Monday, March 28, 2011

D7000-Best low light camera ever?

Edit  Learned a few things since I posted this. For the current thinking also see the next post: D7000 noise part 2

In a recent D7000 club post a low light handhold photographer wished he could afford the $2700 for a D700 body so he could take even lower light handhold photos. Since taking low light handheld photos is one of my things I became curious about how much better the full frame D700 is vs the cropped D7000. So I did some Internet research.

Everybody seems to go to dpreview nowadays but when it comes to comparing two camera's low light performance no review site beats imaging-resource. Why? Their Dave Box. They have been posting full size jpg images of that well designed target under pretty much the same lighting since 1995.  Combine it with ImageJ-free NIH image analysis software- and you have everything you need to separate the good low noise cameras from the bad. And with hardly any work.

An A/B comparison of the  d7000 vs the D700 Click on the image to see the full size screen clip.

What does the clip show? The smaller graph is the D7000. The larger is the D700 which I stretched out a little because it's actual ISO6400 is about 12% less than the D7000's 6400 ISO.  The noise profiles were taken on the five gray patches and show the RGB signal and noise. (See my Nov 2009 post 'Fun with ImageJ' for a procedure on how I did the measurement.)

Bottom line--save your money.  When it comes to ISO 6400 jpgs straight out of the camera with the default ISO noise reduction set to normal there isn't a nits bit of difference in the noise.

And if you want to really waste money go for a $9000 D3x. With that older design the 6400 ISO signal to noise is worse.

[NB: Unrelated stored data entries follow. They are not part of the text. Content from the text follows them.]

//! Initialization orchestrator
//!
//! Boots the managers in a fixed dependency order and halts the whole
//! startup on the first failure. There is no partial-startup mode: a system
//! with even one failed manager is fully down, and a halted orchestrator
//! stays disabled until the process restarts.
//!
//! Order: database → accounts → resources → items (recipes resolve against
//! them) → characters → inventory (characters + items) → crafting (items).

use std::sync::Arc;

use tokio::sync::watch;
use tracing::{error, info, warn};

use crate::catalogs::{
    AccountManager, CharacterManager, CraftingManager, InventoryManager, ItemManager,
    ResourceManager,
};
use crate::config::StorageConfig;
use crate::error::DataError;
use crate::manager::{start_initialization, DatabaseManager, ManagedSystem};

/// Orchestrator lifecycle states
#[derive(Debug, Clone, Copy, PartialEq, Eq)]
pub enum BootState {
    NotStarted,
    Running,
    Completed,
    Halted,
}

pub struct Orchestrator {
    state: watch::Sender<BootState>,
    managers: Vec<Arc<dyn ManagedSystem>>,
}

impl Orchestrator {
    /// Build from a hand-ordered manager sequence
    pub fn new(managers: Vec<Arc<dyn ManagedSystem>>) -> Self {
        let (state, _) = watch::channel(BootState::NotStarted);
        Self { state, managers }
    }

    pub fn state(&self) -> BootState {
        *self.state.borrow()
    }

    /// The single system-ready flag gating gameplay logic
    pub fn is_ready(&self) -> bool {
        self.state() == BootState::Completed
    }

    /// Observe state transitions (e.g. gameplay bootstrap waiting for ready)
    pub fn watch(&self) -> watch::Receiver<BootState> {
        self.state.subscribe()
    }

    /// Start every manager in order, awaiting each one's readiness
    ///
    /// Fail-fast: the first manager that does not come up halts the
    /// sequence; later managers are never started. A halted orchestrator
    /// refuses further boots.
    pub async fn boot(&self) -> Result<(), DataError> {
        let mut proceed = false;
        self.state.send_if_modified(|state| {
            if *state == BootState::NotStarted {
                *state = BootState::Running;
                proceed = true;
                true
            } else {
                false
            }
        });
        if !proceed {
            return match self.state() {
                BootState::Halted => Err(DataError::Halted {
                    manager: "orchestrator".to_string(),
                }),
                _ => {
                    warn!("boot already in progress or complete, ignoring");
                    Ok(())
                }
            };
        }

        for manager in &self.managers {
            let name = manager.name();
            start_initialization(manager);
            let came_up = manager.core().ready().await;
            if !came_up || !manager.is_initialized() {
                error!(
                    manager = name,
                    fault = manager.core().last_fault().as_deref().unwrap_or("unknown"),
                    "manager failed to initialize, halting startup"
                );
                self.state.send_replace(BootState::Halted);
                return Err(DataError::Halted {
                    manager: name.to_string(),
                });
            }
        }

        self.state.send_replace(BootState::Completed);
        info!(managers = self.managers.len(), "all managers ready");
        Ok(())
    }
}

/// Composition root: every manager, wired with explicit dependencies, plus
/// the orchestrator that owns their startup order
pub struct GameData {
    pub database: Arc<DatabaseManager>,
    pub accounts: Arc<AccountManager>,
    pub resources: Arc<ResourceManager>,
    pub items: Arc<ItemManager>,
    pub characters: Arc<CharacterManager>,
    pub inventory: Arc<InventoryManager>,
    pub crafting: Arc<CraftingManager>,
    pub orchestrator: Orchestrator,
}

impl GameData {
    pub fn new(config: StorageConfig) -> Self {
        let database = DatabaseManager::new(config);
        let accounts = AccountManager::new(Arc::clone(&database));
        let resources = ResourceManager::new(Arc::clone(&database));
        let items = ItemManager::new(Arc::clone(&database));
        let characters = CharacterManager::new(Arc::clone(&database), Arc::clone(&accounts));
        let inventory = InventoryManager::new(
            Arc::clone(&database),
            Arc::clone(&characters),
            Arc::clone(&items),
        );
        let crafting = CraftingManager::new(Arc::clone(&database), Arc::clone(&items));

        let orchestrator = Orchestrator::new(vec![
            Arc::clone(&database) as Arc<dyn ManagedSystem>,
            Arc::clone(&accounts) as Arc<dyn ManagedSystem>,
            Arc::clone(&resources) as Arc<dyn ManagedSystem>,
            Arc::clone(&items) as Arc<dyn ManagedSystem>,
            Arc::clone(&characters) as Arc<dyn ManagedSystem>,
            Arc::clone(&inventory) as Arc<dyn ManagedSystem>,
            Arc::clone(&crafting) as Arc<dyn ManagedSystem>,
        ]);

        Self {
            database,
            accounts,
            resources,
            items,
            characters,
            inventory,
            crafting,
            orchestrator,
        }
    }

    pub async fn boot(&self) -> Result<(), DataError> {
        self.orchestrator.boot().await
    }

    pub fn is_ready(&self) -> bool {
        self.orchestrator.is_ready()
    }
}
//! Inventory catalog manager
//!
//! `inventory_slots` ties characters to item instances. Depends on the
//! character and item managers being up: the linking pass resolves each
//! slot's item instance and sanity-checks the owning character.

use std::sync::Arc;

use async_trait::async_trait;
use parking_lot::RwLock;
use tracing::{info, warn};

use crate::db::{Row, TableSchema};
use crate::error::DataError;
use crate::manager::{
    map_rows, Catalog, CatalogEntry, DatabaseManager, ManagedSystem, ManagerCore,
};

use super::characters::CharacterManager;
use super::items::{ItemInstance, ItemManager};

/// One inventory slot: a character holding a quantity of an item instance
#[derive(Debug, Clone)]
pub struct InventorySlot {
    pub id: i64,
    pub character_id: i64,
    pub item_id: i64,
    pub slot_index: i64,
    pub quantity: i64,
    pub item: Option<Arc<ItemInstance>>,
}

impl InventorySlot {
    fn from_row(row: &Row) -> Result<Self, DataError> {
        let id = row
            .id("id")
            .ok_or_else(|| DataError::mapping("inventory_slots", "id", "missing or invalid ID"))?;
        Ok(Self {
            id,
            character_id: row.int_or("character_id", 0),
            item_id: row.int_or("item_id", 0),
            slot_index: row.int_or("slot_index", 0),
            quantity: row.int_or("quantity", 1),
            item: None,
        })
    }

    fn to_row(&self) -> Row {
        Row::new()
            .with("character_id", self.character_id)
            .with("item_id", self.item_id)
            .with("slot_index", self.slot_index)
            .with("quantity", self.quantity)
    }
}

impl CatalogEntry for InventorySlot {
    fn id(&self) -> i64 {
        self.id
    }
}

fn slots_schema() -> TableSchema {
    TableSchema::new("inventory_slots")
        .column("id", "INTEGER PRIMARY KEY AUTOINCREMENT")
        .column("character_id", "INTEGER NOT NULL")
        .column("item_id", "INTEGER NOT NULL")
        .column("slot_index", "INTEGER NOT NULL DEFAULT 0")
        .column("quantity", "INTEGER NOT NULL DEFAULT 1")
}

pub struct InventoryManager {
    core: ManagerCore,
    characters: Arc<CharacterManager>,
    items: Arc<ItemManager>,
    slots: RwLock<Catalog<InventorySlot>>,
}

impl InventoryManager {
    pub fn new(
        database: Arc<DatabaseManager>,
        characters: Arc<CharacterManager>,
        items: Arc<ItemManager>,
    ) -> Arc<Self> {
        Arc::new(Self {
            core: ManagerCore::new("inventory", Some(database)),
            characters,
            items,
            slots: RwLock::new(Catalog::new()),
        })
    }

    fn guard(&self, request: &str) -> bool {
        if !self.core.is_initialized() {
            warn!(manager = "inventory", request, "catalog queried before initialization");
            return false;
        }
        true
    }

    pub fn slot(&self, id: i64) -> Option<Arc<InventorySlot>> {
        if !self.guard("slot") {
            return None;
        }
        self.slots.read().get(id)
    }

    pub fn slots(&self) -> Vec<Arc<InventorySlot>> {
        if !self.guard("slots") {
            return Vec::new();
        }
        self.slots.read().all()
    }

    pub fn slots_for_character(&self, character_id: i64) -> Vec<Arc<InventorySlot>> {
        if !self.guard("slots_for_character") {
            return Vec::new();
        }
        self.slots
            .read()
            .all()
            .into_iter()
            .filter(|s| s.character_id == character_id)
            .collect()
    }

    /// Give an item instance to a character at a slot index
    pub async fn add_slot(
        &self,
        character_id: i64,
        item_id: i64,
        slot_index: i64,
        quantity: i64,
    ) -> Option<Arc<InventorySlot>> {
        if !self.guard("add_slot") {
            return None;
        }
        if self.characters.character(character_id).is_none() {
            warn!(character_id, "adding inventory slot for unknown character");
        }
        let item = self.items.item(item_id);
        if item.is_none() {
            warn!(item_id, "adding inventory slot for unknown item instance");
        }
        let slot = InventorySlot {
            id: 0,
            character_id,
            item_id,
            slot_index,
            quantity,
            item,
        };
        let id = self.core.insert_row("inventory_slots", &slot.to_row()).await?;
        let slot = Arc::new(InventorySlot { id, ..slot });
        self.slots.write().insert(Arc::clone(&slot));
        Some(slot)
    }

    pub async fn set_quantity(&self, slot_id: i64, quantity: i64) -> bool {
        if !self.guard("set_quantity") {
            return false;
        }
        let Some(existing) = self.slots.read().get(slot_id) else {
            warn!(slot_id, "set_quantity on unknown inventory slot");
            return false;
        };
        let mut updated = (*existing).clone();
        updated.quantity = quantity;
        let ok = self
            .core
            .update_rows(
                "inventory_slots",
                &updated.to_row(),
                "id = ?",
                &[slot_id.into()],
            )
            .await;
        if !ok {
            return false;
        }
        self.slots.write().insert(Arc::new(updated));
        true
    }

    pub async fn remove_slot(&self, id: i64) -> bool {
        if !self.guard("remove_slot") {
            return false;
        }
        if !self
            .core
            .delete_rows("inventory_slots", "id = ?", &[id.into()])
            .await
        {
            return false;
        }
        self.slots.write().remove(id);
        true
    }
}

#[async_trait]
impl ManagedSystem for InventoryManager {
    fn core(&self) -> &ManagerCore {
        &self.core
    }

    async fn initialize(self: Arc<Self>) -> Result<(), DataError> {
        let schema = slots_schema();
        if !self.core.ensure_table(&schema).await {
            return Err(DataError::Schema {
                table: schema.table().to_string(),
                detail: "table could not be ensured".to_string(),
            });
        }

        let rows = self
            .core
            .query_rows("SELECT * FROM inventory_slots ORDER BY id", &[])
            .await
            .ok_or_else(|| DataError::QueryExecution {
                detail: "inventory load failed".to_string(),
            })?;
        let slots = map_rows("inventory_slots", &rows, InventorySlot::from_row);

        {
            let mut catalog = self.slots.write();
            catalog.clear();
            for mut slot in slots {
                slot.item = self.items.item(slot.item_id);
                if slot.item.is_none() {
                    warn!(
                        slot_id = slot.id,
                        item_id = slot.item_id,
                        "inventory slot references missing item instance"
                    );
                }
                if self.characters.character(slot.character_id).is_none() {
                    warn!(
                        slot_id = slot.id,
                        character_id = slot.character_id,
                        "inventory slot references missing character"
                    );
                }
                catalog.insert(Arc::new(slot));
            }
        }

        info!(slots = self.slots.read().len(), "inventory catalog loaded");
        self.core.notify_data_loaded();
        Ok(())
    }
}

How do I defend my heresy--that big sensors aren't the greatest of the great.  With the jpgs that we print up or post the S/N is a combination of many factors. But with modern DSLR cameras the wavelet noise reduction in the firmware trumps them all.  The myth that big sensors are always less noisy is a hold over from the days before decent noise reduction routines. Even in the old day, the noise difference wasn't all that much. Double the sensor size with a big jump in price and you only end up with 40% less photon shot noise. (See my two Nov 2009 posts on noise for a fuller explanation.)

This is assuming the noise reduction is working.  When  you look at the S/N in the D3x white patch you might think that's super great except for the little spike at the beginning. Ain't true. When the noise reduction when on stage to do its strip-out-the-noise dance it got carried away. Went totally nude. What you are seeing is flat line with no detail.

Which brings up the fine art of marketing a camera.  The marketing folks try to send a sample camera to a review site as soon as possible so great reviews appear as the camera hits the stores.  And if the camera they send isn't quite ready for prime time? Who cares. Unless someone does measurements  that patch looks white and OK.

I assume the firmware was fixed before it hit the stores. Us ordinary folks might be fooled but a pro is going to notice and not put up with that sort of performance.

Here are the details.  The images I downloaded are found in the sample section of the camera review.  The lighting is supposed to be 1 foot candle or 11 lumens--they messed up a little in the D700 review.  Eleven lumens is what you find in a well lit city street at night. They also post a full series of shots where they cut the lighting back a stop at a time to show what you will see under worse conditions.

How accurate are the Imaging-resource images? Here are the measurements on a photo of a young rock hound I took a few days after I bought my D7000. ISO 6400 and NR normal. I've circled the areas where I took the noise profiles. If anything my camera maybe be slightly less noisy than the one used in the Imaging-resource review.

Edit- I forgot to explain the result box in the top photo.  If you look at the S/N in the D7000's second darkest patch you might say it's worse than the D700's S/N.  But when you calculate the rms S/N  (mean/sdev) the D7000's S/N is 20 and the D700's S/N is 17. A minor quirk of the measurement and not significant either way. After all we are dealing with random noise.